> [Given entries]:

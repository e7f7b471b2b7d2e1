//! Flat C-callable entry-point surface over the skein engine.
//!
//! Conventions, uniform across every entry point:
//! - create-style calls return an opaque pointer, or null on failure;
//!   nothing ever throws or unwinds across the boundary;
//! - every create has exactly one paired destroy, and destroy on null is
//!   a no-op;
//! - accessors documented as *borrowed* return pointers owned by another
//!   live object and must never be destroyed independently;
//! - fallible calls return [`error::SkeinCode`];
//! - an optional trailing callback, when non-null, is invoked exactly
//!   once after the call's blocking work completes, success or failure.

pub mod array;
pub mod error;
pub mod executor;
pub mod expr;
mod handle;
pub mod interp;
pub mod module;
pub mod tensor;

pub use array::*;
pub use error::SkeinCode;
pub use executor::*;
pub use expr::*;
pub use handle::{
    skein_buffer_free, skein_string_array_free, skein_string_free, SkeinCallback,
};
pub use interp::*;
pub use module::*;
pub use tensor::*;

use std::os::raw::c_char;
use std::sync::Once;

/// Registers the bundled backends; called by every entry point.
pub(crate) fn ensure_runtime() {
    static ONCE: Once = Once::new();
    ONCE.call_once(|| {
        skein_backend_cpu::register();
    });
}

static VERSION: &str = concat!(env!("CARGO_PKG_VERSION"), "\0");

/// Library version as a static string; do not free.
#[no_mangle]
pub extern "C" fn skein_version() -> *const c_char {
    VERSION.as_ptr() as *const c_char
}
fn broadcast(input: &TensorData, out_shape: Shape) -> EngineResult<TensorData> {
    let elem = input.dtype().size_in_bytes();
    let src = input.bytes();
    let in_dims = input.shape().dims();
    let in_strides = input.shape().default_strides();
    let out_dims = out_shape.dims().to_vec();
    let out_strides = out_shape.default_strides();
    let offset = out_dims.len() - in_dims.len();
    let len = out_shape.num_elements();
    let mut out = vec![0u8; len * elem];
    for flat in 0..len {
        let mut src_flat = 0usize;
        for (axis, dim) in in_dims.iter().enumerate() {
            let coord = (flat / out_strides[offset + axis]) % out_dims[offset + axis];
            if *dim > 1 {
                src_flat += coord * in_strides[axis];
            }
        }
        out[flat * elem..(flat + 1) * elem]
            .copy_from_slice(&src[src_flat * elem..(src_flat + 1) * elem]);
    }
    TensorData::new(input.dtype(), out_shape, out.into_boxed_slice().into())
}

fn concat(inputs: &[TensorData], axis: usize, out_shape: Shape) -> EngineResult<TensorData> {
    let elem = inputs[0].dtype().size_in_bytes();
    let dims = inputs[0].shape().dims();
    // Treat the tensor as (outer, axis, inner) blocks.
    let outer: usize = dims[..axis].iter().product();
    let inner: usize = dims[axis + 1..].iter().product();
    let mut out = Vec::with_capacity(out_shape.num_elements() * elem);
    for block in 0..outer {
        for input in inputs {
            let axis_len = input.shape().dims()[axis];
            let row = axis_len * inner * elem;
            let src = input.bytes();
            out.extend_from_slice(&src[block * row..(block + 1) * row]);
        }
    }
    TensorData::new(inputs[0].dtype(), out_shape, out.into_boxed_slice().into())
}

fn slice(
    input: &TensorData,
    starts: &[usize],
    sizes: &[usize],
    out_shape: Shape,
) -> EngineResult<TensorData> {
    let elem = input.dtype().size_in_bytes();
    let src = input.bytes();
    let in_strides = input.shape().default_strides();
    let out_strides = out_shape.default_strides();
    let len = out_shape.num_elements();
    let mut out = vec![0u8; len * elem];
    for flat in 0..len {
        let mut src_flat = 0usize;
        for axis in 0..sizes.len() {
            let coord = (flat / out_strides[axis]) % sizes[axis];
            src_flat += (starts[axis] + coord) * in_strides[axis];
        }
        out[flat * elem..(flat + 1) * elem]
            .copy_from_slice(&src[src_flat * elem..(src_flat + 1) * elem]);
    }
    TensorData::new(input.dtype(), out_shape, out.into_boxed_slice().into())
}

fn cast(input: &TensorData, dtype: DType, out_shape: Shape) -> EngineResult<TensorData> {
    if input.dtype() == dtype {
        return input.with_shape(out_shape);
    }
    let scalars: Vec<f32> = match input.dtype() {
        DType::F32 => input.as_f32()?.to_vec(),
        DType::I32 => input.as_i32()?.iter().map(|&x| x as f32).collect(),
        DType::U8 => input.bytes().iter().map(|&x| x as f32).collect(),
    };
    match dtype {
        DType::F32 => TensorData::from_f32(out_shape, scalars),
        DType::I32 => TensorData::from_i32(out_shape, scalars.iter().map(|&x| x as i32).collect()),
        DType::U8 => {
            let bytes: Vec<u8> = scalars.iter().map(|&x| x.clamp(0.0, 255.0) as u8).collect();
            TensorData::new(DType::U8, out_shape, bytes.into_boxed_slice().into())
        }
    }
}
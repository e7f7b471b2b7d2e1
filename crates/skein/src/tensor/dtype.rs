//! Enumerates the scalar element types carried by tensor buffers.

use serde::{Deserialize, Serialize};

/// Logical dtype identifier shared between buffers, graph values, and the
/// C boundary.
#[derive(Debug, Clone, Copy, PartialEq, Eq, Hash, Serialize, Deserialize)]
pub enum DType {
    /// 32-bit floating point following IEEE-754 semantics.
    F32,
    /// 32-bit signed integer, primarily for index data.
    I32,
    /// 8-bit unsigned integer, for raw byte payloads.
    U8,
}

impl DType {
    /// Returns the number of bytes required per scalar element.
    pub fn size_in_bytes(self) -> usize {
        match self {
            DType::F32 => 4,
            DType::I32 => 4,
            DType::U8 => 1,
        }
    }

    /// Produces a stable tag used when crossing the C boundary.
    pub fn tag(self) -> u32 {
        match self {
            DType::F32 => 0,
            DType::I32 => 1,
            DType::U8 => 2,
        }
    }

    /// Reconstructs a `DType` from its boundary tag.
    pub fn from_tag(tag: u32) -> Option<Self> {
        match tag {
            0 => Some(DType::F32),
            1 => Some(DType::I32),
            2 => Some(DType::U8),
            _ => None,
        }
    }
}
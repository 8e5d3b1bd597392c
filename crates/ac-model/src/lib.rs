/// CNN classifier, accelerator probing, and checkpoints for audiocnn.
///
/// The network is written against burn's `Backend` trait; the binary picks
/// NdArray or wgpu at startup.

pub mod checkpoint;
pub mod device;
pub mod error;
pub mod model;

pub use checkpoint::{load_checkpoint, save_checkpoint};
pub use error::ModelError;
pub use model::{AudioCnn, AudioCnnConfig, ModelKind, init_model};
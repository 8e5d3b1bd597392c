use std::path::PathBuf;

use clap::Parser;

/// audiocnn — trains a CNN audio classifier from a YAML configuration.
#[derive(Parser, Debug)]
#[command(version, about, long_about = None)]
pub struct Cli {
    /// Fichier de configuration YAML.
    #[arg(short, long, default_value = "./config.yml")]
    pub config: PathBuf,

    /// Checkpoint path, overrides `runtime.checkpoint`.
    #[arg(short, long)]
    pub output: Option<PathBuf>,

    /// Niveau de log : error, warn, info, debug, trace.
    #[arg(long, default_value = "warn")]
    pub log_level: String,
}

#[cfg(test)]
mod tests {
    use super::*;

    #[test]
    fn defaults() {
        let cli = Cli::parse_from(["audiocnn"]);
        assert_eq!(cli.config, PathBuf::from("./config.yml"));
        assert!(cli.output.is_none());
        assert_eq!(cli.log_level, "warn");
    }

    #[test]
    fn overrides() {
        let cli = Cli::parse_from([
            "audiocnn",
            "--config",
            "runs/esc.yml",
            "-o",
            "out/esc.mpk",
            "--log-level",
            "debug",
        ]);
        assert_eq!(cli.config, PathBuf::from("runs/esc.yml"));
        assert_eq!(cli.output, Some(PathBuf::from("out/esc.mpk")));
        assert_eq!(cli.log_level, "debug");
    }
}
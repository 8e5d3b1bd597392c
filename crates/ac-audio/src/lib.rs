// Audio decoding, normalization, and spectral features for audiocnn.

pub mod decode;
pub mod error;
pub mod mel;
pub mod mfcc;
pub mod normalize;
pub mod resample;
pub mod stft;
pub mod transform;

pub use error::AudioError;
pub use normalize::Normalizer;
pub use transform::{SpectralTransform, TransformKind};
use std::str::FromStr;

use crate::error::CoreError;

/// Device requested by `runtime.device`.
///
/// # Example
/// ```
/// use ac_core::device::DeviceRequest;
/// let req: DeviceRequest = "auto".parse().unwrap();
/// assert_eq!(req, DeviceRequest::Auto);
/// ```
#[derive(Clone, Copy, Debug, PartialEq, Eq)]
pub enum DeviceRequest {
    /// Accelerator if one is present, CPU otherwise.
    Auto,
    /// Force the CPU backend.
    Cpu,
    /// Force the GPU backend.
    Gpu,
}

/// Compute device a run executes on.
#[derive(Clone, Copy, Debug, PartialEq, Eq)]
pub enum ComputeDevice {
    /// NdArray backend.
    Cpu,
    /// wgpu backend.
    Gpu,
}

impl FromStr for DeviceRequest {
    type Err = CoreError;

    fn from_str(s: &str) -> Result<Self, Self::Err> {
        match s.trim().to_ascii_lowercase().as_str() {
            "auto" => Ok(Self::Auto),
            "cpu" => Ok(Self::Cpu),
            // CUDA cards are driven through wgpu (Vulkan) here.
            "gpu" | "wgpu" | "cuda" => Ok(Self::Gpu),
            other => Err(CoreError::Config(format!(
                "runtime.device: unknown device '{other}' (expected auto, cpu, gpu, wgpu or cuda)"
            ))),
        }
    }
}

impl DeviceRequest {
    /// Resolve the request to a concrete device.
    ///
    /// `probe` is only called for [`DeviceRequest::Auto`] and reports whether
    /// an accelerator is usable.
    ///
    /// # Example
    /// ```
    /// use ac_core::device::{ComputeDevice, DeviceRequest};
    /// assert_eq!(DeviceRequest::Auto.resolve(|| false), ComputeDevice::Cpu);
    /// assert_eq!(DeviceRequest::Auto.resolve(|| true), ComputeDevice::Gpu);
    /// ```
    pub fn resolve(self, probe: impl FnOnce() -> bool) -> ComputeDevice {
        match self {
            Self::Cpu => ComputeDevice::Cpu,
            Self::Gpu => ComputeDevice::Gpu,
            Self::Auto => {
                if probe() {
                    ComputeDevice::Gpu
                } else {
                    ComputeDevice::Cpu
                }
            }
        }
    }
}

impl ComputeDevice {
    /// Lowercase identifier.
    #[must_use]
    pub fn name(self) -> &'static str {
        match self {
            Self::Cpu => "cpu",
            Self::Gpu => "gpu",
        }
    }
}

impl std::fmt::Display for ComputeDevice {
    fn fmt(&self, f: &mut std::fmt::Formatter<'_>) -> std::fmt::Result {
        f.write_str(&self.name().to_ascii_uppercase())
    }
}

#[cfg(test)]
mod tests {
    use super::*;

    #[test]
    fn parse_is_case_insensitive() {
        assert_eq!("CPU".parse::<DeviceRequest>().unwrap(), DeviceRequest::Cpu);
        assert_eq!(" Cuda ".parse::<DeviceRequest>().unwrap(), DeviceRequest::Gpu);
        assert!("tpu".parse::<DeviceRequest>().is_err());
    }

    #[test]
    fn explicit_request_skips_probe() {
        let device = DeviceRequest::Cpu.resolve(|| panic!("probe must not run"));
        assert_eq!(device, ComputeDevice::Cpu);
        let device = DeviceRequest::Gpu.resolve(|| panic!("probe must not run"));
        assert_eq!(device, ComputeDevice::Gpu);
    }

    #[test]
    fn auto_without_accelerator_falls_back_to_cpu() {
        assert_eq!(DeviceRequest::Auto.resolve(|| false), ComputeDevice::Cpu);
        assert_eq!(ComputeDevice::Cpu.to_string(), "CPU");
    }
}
==
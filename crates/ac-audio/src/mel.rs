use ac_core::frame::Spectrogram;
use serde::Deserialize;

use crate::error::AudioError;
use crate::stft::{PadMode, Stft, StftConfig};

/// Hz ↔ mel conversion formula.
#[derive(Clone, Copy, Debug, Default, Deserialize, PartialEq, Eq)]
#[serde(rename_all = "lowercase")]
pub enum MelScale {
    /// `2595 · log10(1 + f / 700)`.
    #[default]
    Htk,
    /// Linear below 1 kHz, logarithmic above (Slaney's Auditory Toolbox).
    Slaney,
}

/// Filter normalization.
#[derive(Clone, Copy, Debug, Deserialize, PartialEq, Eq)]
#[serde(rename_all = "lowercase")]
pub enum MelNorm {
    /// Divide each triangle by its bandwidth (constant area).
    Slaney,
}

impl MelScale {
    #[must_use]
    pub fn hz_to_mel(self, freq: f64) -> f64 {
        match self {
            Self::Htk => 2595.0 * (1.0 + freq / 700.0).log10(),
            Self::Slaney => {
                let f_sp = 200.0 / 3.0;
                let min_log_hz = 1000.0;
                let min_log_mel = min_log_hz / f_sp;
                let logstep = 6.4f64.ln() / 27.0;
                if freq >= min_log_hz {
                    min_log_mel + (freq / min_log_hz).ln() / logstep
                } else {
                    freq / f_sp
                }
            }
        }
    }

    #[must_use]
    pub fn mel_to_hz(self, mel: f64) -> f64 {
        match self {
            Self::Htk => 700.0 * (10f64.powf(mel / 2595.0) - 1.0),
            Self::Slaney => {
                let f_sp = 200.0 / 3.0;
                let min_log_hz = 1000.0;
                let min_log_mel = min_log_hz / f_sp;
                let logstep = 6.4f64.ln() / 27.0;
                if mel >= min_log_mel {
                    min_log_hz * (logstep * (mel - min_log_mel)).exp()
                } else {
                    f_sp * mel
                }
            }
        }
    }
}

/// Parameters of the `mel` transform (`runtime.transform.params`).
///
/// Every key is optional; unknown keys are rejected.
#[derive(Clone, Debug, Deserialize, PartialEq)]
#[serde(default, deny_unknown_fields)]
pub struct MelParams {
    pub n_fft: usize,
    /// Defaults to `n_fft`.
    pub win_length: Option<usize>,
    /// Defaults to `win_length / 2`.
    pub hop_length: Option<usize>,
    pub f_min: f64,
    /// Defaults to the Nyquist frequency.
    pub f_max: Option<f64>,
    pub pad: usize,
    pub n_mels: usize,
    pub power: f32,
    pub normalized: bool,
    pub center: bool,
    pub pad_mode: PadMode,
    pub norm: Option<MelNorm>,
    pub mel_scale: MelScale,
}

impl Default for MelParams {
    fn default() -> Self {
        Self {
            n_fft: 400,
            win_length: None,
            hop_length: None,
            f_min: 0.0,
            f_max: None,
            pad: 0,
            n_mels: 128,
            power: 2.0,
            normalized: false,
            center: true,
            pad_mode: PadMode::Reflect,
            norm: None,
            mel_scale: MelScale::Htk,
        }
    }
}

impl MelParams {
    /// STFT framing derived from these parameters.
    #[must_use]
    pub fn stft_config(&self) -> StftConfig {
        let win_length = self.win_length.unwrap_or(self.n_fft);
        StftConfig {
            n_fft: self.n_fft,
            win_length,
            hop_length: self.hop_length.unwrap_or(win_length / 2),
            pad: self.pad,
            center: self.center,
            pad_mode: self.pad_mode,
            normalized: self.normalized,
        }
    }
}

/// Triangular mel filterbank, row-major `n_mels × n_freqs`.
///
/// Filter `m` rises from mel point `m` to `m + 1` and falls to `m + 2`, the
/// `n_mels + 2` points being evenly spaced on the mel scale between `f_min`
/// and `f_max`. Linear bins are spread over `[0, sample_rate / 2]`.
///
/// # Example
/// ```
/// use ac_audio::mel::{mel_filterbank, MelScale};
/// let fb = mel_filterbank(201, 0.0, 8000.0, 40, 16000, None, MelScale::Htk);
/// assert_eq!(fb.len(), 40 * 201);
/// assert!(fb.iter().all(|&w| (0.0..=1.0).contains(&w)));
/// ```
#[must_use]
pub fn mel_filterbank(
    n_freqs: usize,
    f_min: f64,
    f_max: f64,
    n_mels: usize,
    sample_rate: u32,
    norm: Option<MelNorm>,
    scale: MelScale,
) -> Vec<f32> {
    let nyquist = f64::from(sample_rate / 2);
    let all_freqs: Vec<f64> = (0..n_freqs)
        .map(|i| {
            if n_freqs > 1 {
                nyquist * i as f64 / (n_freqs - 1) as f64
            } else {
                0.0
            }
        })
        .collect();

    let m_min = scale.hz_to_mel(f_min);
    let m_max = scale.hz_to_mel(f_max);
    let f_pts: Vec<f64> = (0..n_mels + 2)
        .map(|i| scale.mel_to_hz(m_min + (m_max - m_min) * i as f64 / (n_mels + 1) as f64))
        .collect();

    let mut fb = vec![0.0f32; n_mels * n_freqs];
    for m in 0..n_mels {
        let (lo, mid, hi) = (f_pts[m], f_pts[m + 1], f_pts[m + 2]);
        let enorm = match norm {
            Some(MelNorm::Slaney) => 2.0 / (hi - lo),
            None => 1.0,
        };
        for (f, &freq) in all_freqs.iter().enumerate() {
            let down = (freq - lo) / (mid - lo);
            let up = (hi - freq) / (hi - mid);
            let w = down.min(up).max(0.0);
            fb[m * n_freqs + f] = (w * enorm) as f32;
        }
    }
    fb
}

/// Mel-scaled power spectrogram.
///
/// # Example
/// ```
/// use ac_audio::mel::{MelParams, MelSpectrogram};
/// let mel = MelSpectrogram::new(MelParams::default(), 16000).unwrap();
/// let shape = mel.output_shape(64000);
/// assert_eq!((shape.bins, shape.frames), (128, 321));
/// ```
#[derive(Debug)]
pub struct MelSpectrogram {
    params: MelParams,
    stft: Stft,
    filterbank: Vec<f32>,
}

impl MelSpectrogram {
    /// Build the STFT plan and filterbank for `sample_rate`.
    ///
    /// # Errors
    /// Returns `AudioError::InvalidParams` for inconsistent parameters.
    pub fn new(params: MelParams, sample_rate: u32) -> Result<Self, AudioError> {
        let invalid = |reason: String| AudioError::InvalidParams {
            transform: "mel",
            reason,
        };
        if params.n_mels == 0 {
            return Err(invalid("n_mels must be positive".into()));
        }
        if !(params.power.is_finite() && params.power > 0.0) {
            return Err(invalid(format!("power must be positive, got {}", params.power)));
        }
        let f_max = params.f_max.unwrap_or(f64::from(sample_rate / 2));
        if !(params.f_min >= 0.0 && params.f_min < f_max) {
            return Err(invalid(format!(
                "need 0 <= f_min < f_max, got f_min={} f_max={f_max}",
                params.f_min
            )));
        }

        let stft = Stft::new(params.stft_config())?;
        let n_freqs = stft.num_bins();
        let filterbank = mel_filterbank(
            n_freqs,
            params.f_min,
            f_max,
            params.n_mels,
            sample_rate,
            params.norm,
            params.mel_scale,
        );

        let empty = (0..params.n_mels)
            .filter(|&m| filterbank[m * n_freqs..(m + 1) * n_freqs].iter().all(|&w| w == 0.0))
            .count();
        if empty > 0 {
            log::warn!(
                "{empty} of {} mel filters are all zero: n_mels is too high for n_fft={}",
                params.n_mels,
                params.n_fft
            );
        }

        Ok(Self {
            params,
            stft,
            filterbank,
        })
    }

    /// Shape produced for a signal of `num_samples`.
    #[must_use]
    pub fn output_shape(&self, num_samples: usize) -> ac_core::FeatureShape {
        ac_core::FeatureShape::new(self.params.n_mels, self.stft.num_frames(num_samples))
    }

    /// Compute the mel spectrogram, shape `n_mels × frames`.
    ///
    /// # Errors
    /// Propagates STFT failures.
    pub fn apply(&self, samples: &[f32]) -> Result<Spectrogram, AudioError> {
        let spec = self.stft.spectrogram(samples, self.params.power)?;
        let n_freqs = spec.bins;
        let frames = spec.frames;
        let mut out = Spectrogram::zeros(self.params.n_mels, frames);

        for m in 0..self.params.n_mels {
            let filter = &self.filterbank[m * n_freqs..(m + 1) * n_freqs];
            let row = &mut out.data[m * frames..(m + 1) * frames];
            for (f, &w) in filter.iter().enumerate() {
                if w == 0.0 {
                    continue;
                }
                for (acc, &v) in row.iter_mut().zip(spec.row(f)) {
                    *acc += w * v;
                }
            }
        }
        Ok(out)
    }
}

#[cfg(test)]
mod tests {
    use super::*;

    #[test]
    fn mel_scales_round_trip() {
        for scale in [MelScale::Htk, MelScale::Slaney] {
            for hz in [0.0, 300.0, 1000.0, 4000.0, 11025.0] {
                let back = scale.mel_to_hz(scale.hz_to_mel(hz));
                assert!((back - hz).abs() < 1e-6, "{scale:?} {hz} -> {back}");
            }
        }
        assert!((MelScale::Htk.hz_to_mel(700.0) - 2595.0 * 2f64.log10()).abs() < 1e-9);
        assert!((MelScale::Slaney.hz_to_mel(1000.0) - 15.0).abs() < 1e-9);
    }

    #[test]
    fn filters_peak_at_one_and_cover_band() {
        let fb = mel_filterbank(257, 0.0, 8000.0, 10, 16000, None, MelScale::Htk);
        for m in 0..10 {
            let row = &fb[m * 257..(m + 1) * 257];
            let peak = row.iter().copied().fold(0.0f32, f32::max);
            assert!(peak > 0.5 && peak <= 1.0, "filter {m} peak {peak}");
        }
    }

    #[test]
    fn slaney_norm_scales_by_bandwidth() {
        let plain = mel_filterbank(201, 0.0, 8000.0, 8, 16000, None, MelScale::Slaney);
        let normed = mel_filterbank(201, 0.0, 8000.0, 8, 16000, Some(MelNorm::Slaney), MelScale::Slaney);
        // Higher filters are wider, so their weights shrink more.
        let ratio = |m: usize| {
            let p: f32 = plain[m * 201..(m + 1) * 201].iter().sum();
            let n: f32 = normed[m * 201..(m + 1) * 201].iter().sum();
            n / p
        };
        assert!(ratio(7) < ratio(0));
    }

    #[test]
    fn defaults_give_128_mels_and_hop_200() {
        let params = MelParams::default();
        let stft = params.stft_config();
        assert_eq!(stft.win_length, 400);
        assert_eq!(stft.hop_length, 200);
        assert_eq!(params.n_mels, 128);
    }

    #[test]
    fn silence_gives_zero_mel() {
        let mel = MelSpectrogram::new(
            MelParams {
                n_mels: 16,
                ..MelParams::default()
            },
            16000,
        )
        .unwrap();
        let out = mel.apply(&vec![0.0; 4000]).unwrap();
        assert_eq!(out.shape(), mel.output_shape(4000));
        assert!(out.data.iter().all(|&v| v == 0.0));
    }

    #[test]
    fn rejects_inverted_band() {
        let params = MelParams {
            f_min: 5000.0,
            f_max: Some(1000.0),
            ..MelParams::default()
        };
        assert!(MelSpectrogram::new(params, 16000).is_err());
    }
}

> [What you have to do]: Return, unchanged, the run of lines above that opens with the line containing "let coord = (flat / out_strides[offset" and closes with the line containing "let dims = inputs[0].shape().dims();". Include both.

> [Exercise solution]:
            let coord = (flat / out_strides[offset + axis]) % out_dims[offset + axis];
            if *dim > 1 {
                src_flat += coord * in_strides[axis];
            }
        }
        out[flat * elem..(flat + 1) * elem]
            .copy_from_slice(&src[src_flat * elem..(src_flat + 1) * elem]);
    }
    TensorData::new(input.dtype(), out_shape, out.into_boxed_slice().into())
}

fn concat(inputs: &[TensorData], axis: usize, out_shape: Shape) -> EngineResult<TensorData> {
    let elem = inputs[0].dtype().size_in_bytes();
    let dims = inputs[0].shape().dims();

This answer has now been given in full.